Data for review:
//! Fixed sample values used by the menu shell and the round-trip tests.

use crate::{Person, Storage, StorageKind};

/// The single person used by the one-record operations.
pub fn founder() -> Person {
    Person::employed("Larry Page", 42, "Google")
}

/// Three people, in a fixed order.
pub fn people() -> Vec<Person> {
    vec![
        founder(),
        Person::employed("Satya Nadella", 48, "Microsoft"),
        Person::employed("Tim Cook", 55, "Apple"),
    ]
}

/// The integers 1 through 10.
pub fn numbers() -> Vec<i32> {
    (1..=10).collect()
}

/// One default device of each kind: DVD, HDD, Flash.
pub fn devices() -> Vec<Storage> {
    StorageKind::ALL.into_iter().map(Storage::blank).collect()
}

#[cfg(test)]
mod tests {
    use super::*;

    #[test]
    fn devices_in_declared_order() {
        let kinds: Vec<_> = devices().iter().map(Storage::kind).collect();
        assert_eq!(kinds, [StorageKind::Dvd, StorageKind::Hdd, StorageKind::Flash]);
    }

    #[test]
    fn numbers_are_one_to_ten() {
        assert_eq!(numbers(), vec![1, 2, 3, 4, 5, 6, 7, 8, 9, 10]);
    }

    #[test]
    fn people_all_employed() {
        let people = people();
        assert_eq!(people.len(), 3);
        assert!(people.iter().all(|p| p.company.is_some()));
        assert_eq!(people[0], founder());
    }
}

To do: Would you please reproduce every line from the one containing "assert!(people.iter().all(|p| p.company.is_some()));" through the final line of the listing, and only those lines?

Task output:
        assert!(people.iter().all(|p| p.company.is_some()));
        assert_eq!(people[0], founder());
    }
}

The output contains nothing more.